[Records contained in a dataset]
- - - - -

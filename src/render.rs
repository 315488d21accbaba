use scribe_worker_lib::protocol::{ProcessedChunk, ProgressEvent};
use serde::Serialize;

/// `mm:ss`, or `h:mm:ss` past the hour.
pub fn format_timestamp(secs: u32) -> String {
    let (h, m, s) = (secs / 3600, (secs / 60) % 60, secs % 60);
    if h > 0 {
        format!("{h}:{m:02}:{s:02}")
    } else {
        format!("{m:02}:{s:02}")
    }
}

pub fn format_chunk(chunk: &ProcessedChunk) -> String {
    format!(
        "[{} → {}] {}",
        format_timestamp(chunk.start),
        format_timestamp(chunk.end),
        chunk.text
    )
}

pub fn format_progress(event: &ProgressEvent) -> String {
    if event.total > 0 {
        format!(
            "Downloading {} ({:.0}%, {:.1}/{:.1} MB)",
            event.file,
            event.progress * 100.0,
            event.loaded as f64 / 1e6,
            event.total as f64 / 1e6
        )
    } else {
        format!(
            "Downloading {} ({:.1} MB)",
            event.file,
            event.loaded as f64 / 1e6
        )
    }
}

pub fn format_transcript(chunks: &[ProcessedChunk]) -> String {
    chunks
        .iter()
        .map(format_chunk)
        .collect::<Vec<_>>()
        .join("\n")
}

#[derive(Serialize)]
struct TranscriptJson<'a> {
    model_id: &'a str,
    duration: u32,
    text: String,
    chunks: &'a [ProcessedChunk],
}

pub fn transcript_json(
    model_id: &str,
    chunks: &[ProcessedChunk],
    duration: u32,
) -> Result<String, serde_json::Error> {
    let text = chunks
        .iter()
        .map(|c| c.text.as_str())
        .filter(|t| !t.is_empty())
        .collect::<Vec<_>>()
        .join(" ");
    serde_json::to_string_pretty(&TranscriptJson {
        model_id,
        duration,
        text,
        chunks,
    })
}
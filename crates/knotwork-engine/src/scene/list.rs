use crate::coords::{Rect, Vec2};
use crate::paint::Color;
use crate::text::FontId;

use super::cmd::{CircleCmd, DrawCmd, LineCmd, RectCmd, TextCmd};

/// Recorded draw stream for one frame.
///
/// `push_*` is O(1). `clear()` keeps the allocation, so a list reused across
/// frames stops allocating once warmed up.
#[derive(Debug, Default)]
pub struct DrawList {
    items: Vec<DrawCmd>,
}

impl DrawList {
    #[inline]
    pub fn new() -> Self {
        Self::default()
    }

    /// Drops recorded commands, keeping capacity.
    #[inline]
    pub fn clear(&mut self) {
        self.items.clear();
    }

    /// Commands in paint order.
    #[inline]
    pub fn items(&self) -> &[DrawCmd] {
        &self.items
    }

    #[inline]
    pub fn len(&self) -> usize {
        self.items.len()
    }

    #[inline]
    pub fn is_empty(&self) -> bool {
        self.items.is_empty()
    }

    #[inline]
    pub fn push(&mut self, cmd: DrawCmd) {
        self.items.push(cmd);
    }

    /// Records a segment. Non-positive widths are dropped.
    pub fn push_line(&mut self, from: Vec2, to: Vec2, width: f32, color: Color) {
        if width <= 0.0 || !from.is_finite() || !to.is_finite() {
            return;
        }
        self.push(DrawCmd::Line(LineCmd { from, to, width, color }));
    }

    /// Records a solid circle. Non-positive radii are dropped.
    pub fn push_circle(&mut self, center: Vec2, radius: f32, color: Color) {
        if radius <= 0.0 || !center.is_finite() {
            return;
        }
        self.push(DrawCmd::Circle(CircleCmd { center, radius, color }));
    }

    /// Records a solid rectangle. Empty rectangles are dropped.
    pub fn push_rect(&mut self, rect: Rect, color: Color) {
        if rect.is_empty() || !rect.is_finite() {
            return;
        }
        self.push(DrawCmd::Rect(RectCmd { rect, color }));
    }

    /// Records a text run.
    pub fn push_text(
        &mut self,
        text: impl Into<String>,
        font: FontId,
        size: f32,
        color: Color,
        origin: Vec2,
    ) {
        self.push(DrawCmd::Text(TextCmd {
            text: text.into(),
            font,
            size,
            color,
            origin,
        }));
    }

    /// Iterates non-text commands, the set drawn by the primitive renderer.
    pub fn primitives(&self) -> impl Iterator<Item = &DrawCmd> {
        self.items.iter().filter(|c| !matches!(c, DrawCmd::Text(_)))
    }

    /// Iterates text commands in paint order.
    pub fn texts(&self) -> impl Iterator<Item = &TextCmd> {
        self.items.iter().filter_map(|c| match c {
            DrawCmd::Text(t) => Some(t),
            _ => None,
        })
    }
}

- - - - -

◆ Your goal
Using the records above, gather all lines where the string "struct" is present.

◆ Result of this exercise
struct TranscriptJson<'a> {
pub struct DrawList {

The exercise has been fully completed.